Chances are that, when you woke up this morning, you realised you’d been suddenly implanted into a hellishly bleak post-apocalyptic dystopia. That’s OK, because so did I. So did everyone, in fact, and it’s all down to Channel 4.
On Wednesday, you see, Channel 4 did the unthinkable. It announced that it was going to shut its youth channel E4 for the duration of 7 May, in the hope that this would encourage the youngest wedge of the electorate to get up and vote. Which, no matter how you look at it, proves that Channel 4 is essentially a military-industrial crypto-democratic broadcaster.
Hey, Channel 4, if you want me to vote that much, why don’t you just send one of your stormtroopers to my front door and get them to frogmarch me to my nearest polling station? Because that’s the same thing. You know that the only real alternative to watching a dozen How I Met Your Mother repeats in a row is for us to run into the streets screaming until we accidentally clatter into a polling booth.
Oh sure, you’ll say, we could always just switch over and watch a dozen Friends repeats in a row on Comedy Central instead. But that’s not the same. It’s kind of the same. But it’s not the same.
What a dangerous move this is, especially since Channel 4’s target audience is naturally left-leaning. If everyone who usually spends their days watching The Big Bang Theory was forced out to vote by a lack of anything else to do, we’ll be plunged into the nightmarish reality of a socialist government come 8 May. And worse still, other broadcasters are bound to follow suit in order to balance the vote.
Right now, I fully expect that Nigel Farage is on the phone to Freeview cable channel Dave (“the home of witty banter”), hoping they can shore up his ailing campaign. “Guys, you’ve got to stop broadcasting,” he’ll plead. “Without endless recycled Top Gear episodes to watch, our supporters will be forced to look elsewhere for their witty banter. And everyone knows that the only thing that can even come close to matching a decade-old repeat of Top Gear in terms of witty banter is a dank polling booth set up in an abandoned church hall on a drizzly Thursday afternoon.”

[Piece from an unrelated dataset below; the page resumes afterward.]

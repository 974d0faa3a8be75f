use axum::http::StatusCode;

pub(super) async fn get_404() -> StatusCode {
    StatusCode::NOT_FOUND
}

At this point, things will snowball out of control. Anyone with even the slightest vested interest in the outcome of this election will begin to systematically strip away every possible alternative to voting.
First it was E4. Next, for all anybody knows, it’ll be Google, removing all of the internet except for a Google map of your nearest polling station. Or the Bauer Media group deleting all of Heat magazine’s pictures of fat celebrities in bikinis and replacing them with the full text of The Structural Transformation of the Public Sphere by Jürgen Habermas.
Or Kellogg’s fastidiously replacing all the cornflakes from its boxes and replacing them with tiny plastic Tory party logos that you’ll choke on and go to hospital and be treated by a legion of nurses in terrifying blank-faced Jeremy Hunt masks.
This is the only logical endpoint to Channel 4’s decision. That or everyone just switching over to Comedy Central and watching Friends instead. Either way, not in my name.